**Task brief**
Pick every line out of the entries below that has the string "suffixes", and copy it.

**Records to use**
○ ○ ○ ○ ○ ○ ○

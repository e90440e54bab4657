//! Resource quantity types shared by options, values, and manifests.

use serde::{Deserialize, Serialize};

use crate::constants::{
    DEFAULT_CPU_LIMIT, DEFAULT_CPU_REQUEST, DEFAULT_MEMORY_LIMIT, DEFAULT_MEMORY_REQUEST,
};
use crate::error::{ChartError, Result};

/// A CPU/memory pair in Kubernetes quantity notation.
#[derive(Debug, Clone, PartialEq, Eq, Serialize, Deserialize)]
pub struct ResourceQuantities {
    /// CPU quantity in millicores, e.g. `500m`.
    pub cpu: String,
    /// Memory quantity, e.g. `512Mi` or `1Gi`.
    pub memory: String,
}

impl ResourceQuantities {
    /// Creates a quantity pair.
    #[must_use]
    pub fn new(cpu: impl Into<String>, memory: impl Into<String>) -> Self {
        Self {
            cpu: cpu.into(),
            memory: memory.into(),
        }
    }
}

/// Limits and requests applied to every generated container.
#[derive(Debug, Clone, PartialEq, Eq, Serialize, Deserialize)]
pub struct ResourceRequirements {
    /// Upper bounds.
    pub limits: ResourceQuantities,
    /// Scheduling requests.
    pub requests: ResourceQuantities,
}

impl Default for ResourceRequirements {
    fn default() -> Self {
        Self {
            limits: ResourceQuantities::new(DEFAULT_CPU_LIMIT, DEFAULT_MEMORY_LIMIT),
            requests: ResourceQuantities::new(DEFAULT_CPU_REQUEST, DEFAULT_MEMORY_REQUEST),
        }
    }
}

impl ResourceRequirements {
    /// Validates both the limits and the requests.
    ///
    /// # Errors
    ///
    /// Returns [`ChartError::InvalidResourceLimit`] on the first bad quantity.
    pub fn validate(&self) -> Result<()> {
        validate_limits(&self.limits)?;
        validate_limits(&self.requests)
    }
}

/// Checks that `cpu` is expressed in millicores and `memory` in `Mi` or `Gi`.
///
/// # Errors
///
/// Returns [`ChartError::InvalidResourceLimit`] naming the offending field.
pub fn validate_limits(quantities: &ResourceQuantities) -> Result<()> {
    check_quantity("cpu", &quantities.cpu, &["m"], "cpu must end with m")?;
    check_quantity(
        "memory",
        &quantities.memory,
        &["Mi", "Gi"],
        "memory must end with Mi or Gi",
    )
}

fn check_quantity(
    field: &'static str,
    value: &str,
    suffixes: &[&str],
    suffix_reason: &'static str,
) -> Result<()> {
    let invalid = |reason| ChartError::InvalidResourceLimit {
        field,
        value: value.to_owned(),
        reason,
    };

    let magnitude = suffixes
        .iter()
        .find_map(|suffix| value.strip_suffix(suffix))
        .ok_or_else(|| invalid(suffix_reason))?;

    match magnitude.parse::<u64>() {
        Ok(n) if n > 0 => Ok(()),
        _ => Err(invalid("magnitude must be a positive integer")),
    }
}

/// Returns why `name` cannot be used as a file or object name, if it cannot.
///
/// Usable names are ASCII letters, digits, `-`, `.` and `_`, and start and
/// end with a letter or digit.
#[must_use]
pub fn name_rejection(name: &str) -> Option<&'static str> {
    let is_edge = |c: Option<char>| c.is_some_and(|c| c.is_ascii_alphanumeric());
    if name.is_empty() {
        Some("name is empty")
    } else if name.contains(['/', '\\']) {
        Some("name contains a path separator")
    } else if name.chars().any(char::is_whitespace) {
        Some("name contains whitespace")
    } else if !name
        .chars()
        .all(|c| c.is_ascii_alphanumeric() || matches!(c, '-' | '.' | '_'))
    {
        Some("name may only contain letters, digits, '-', '.' and '_'")
    } else if !is_edge(name.chars().next()) || !is_edge(name.chars().next_back()) {
        Some("name must start and end with a letter or digit")
    } else {
        None
    }
}

#[cfg(test)]
mod tests {
    use super::*;

    #[test]
    fn plain_names_are_usable() {
        assert_eq!(name_rejection("web-frontend_2"), None);
    }

    #[test]
    fn path_like_names_are_rejected() {
        assert!(name_rejection("a/b").is_some());
        assert!(name_rejection("..").is_some());
        assert!(name_rejection("").is_some());
        assert!(name_rejection("my app").is_some());
    }

    #[test]
    fn names_outside_label_charset_are_rejected() {
        assert!(name_rejection("web:").is_some());
        assert!(name_rejection("-web").is_some());
        assert!(name_rejection("web.").is_some());
        assert!(name_rejection("caf\u{e9}").is_some());
        assert!(name_rejection("{{x}}").is_some());
        assert_eq!(name_rejection("userDB"), None);
        assert_eq!(name_rejection("8080"), None);
    }

    #[test]
    fn default_requirements_are_valid() {
        assert!(ResourceRequirements::default().validate().is_ok());
    }

    #[test]
    fn gibibyte_memory_is_accepted() {
        assert!(validate_limits(&ResourceQuantities::new("1000m", "2Gi")).is_ok());
    }

    #[test]
    fn cpu_without_millicore_suffix_fails() {
        let err = validate_limits(&ResourceQuantities::new("2", "512Mi")).unwrap_err();
        let msg = err.to_string();
        assert!(msg.contains("cpu must end with m"), "got: {msg}");
    }

    #[test]
    fn memory_in_megabytes_fails() {
        let err = validate_limits(&ResourceQuantities::new("500m", "512M")).unwrap_err();
        assert!(matches!(
            err,
            ChartError::InvalidResourceLimit {
                field: "memory",
                ..
            }
        ));
    }

    #[test]
    fn non_numeric_magnitude_fails() {
        let err = validate_limits(&ResourceQuantities::new("lotsm", "512Mi")).unwrap_err();
        assert!(err.to_string().contains("positive integer"));
    }

    #[test]
    fn zero_magnitude_fails() {
        assert!(validate_limits(&ResourceQuantities::new("0m", "512Mi")).is_err());
    }
}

○ ○ ○ ○ ○ ○ ○

**Solved problem**
    suffixes: &[&str],
    let magnitude = suffixes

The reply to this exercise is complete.